Like most Lisps, Slime is dynamically typed. That means that like in statically typed Languages Slime has different data types, but they are associated not with variables but with the Lisp objects themselves. Variables can be assigend Lisp objects of any internal type.

The Lisp language family is known to be highly flexible and applicable in all areas by creating domain specific languages in Lisp itself through a powerful macro system. The central data structure in Lisp is the list. The reason why lisp is so powerful is because the program source code itself is represented as lists. The nested lists make up the syntax tree of the lisp program. It is therfore computationally easy to parse lisp programs as the source code itself is already structured in the form of the syntax tree; allowing for parsing in linear time.

The macro system in Slime works by recognizing macros at parse-time and running them, and replacing the macro call in the program code with the return value of the macro and then checking if further macros have to be expanded in the replaced code. Therefore the macros can be used to pre-compute values or rewrite expressions (creating syntactic sugar) or themselves define macros.

2 Lists

As mentioned in Lisp languages, the central data structure in all Lisps is the list. Lists are implemented as singly linked lists, made up of pairs (historically called cons-cells), each pair has two slots, the first and the rest (historically car and cdr). A linked lsit ist then constructed by the convention that the first field of a pair points to the first element of the list and the rest field points to the rest of the list. Following this description, the list is a recursive data structure. For the end of the list a special value nil is used in the rest field.
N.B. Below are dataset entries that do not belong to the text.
/*
MIT License

Copyright (c) 2025 multislice contributors
*/

//! Error types for the potential module

use crate::structure::element_symbol;

/// Error types for potential construction and lookup
#[derive(Debug, thiserror::Error)]
pub enum PotentialError {
    /// No scattering-factor data for the requested species. Defaulting
    /// the potential to zero would silently corrupt downstream physics,
    /// so this is a hard configuration error.
    #[error("No scattering data for {} (Z={atomic_number}, ionic={ionic})", species_name(.atomic_number))]
    UnknownSpecies { atomic_number: u32, ionic: bool },

    /// A non-finite value arose during reciprocal-space accumulation
    #[error(
        "Non-finite scattering amplitude for {} at k={k} 1/A (B={debye_waller} A^2)",
        species_name(.atomic_number)
    )]
    NumericDegeneracy {
        atomic_number: u32,
        k: f64,
        debye_waller: f64,
    },

    /// The scattering-factor table is structurally malformed
    #[error("Invalid scattering-factor table: {0}")]
    InvalidTable(String),
}

fn species_name(atomic_number: &u32) -> String {
    match element_symbol(*atomic_number) {
        Some(sym) => sym.to_string(),
        None => format!("Z={}", atomic_number),
    }
}

/// Result type for potential operations
pub type Result<T> = std::result::Result<T, PotentialError>;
A helpful way to visualize lists made up of pairs is using box diagrams. A simple box diagram can be seen in 1. Each rectangle is divided in two. The left part represents the first field, the right part represents the rest. The arrows point to the values in these fields.

The diagram in 1 shows a simple list containing the values 1, 2 and 3. The first pair stores the number 1 its first field and the rest points to the rest of the list. The last pair points to the special value nil in its rest to denote the end of the list.

diagrams/list123.eps

However the rest of a pair needs not to be a pair or nil, it could also point to any other value. By doing this the list is no longer "well formed" but rather "ill formed". Ill formed lsits can be used as an optimization when using the list for storing data. In 2 an ill formed list can be seen, that also contains the values 1, 2 and 3 but stores them using only two pairs instead of 3.

diagrams/list12.3.eps

2.1 representing lists in Lisp

In Slime and in most Lisps, lists are represented using round parenthesis where ( denotes the start of the list and ) denotes the end. Eeach element inside these parenthesis separated by one or more spaces will be interpreted as an element of that list. For example the list from 1 would be represented as (1 2 3). During parse time, the Lisp parser transforms the parenthesised list into the pairs that are in the end stored in memory.

To also be able to represent ill formed lists in Lisp there is a special syntax using the . (dot symbol). If the parser encounters a . inside of a list, it will treat the next element as the rest. If there is no or more than one element after the . an parsing error will be thrown. Using this syntax we can represent the ill formed list from 2 as (1 2 . 3). We can also write well formed lists using the dot notation if we point the rest to another list. So the well formed list from 1 can also be written as \[\texttt{(1 . (2 . (3)))}\]

2.2 representing function calls in Lisp

If we tried to enter the Lisp representation of the lists like (1 2 3) discussed in representing lists in Lisp directly into an Lisp interpreter we would get an error. That doesn't mean that the explanation given in the section is wrong, it is in fact correct: the lisp parser will transform the lisp syntax into the pairs in memory. The reason we would get an error is, that when reading Lisp code, the Lisp interpreter first parses the code and then tries to evaluate it and return the result back to the user.

In Lisp by default, a list corresponds to a function call. As mentioned in Lisp languages Lisp represents lists and Lisp programms as lists. If a list is treated as a function call, the first element will be treated as the function and the rest of the elements will be the arguments to that function. If we would wnter (1 2 3) directly into the Lisp interpreter we would get an error saying it cannot find the function 1.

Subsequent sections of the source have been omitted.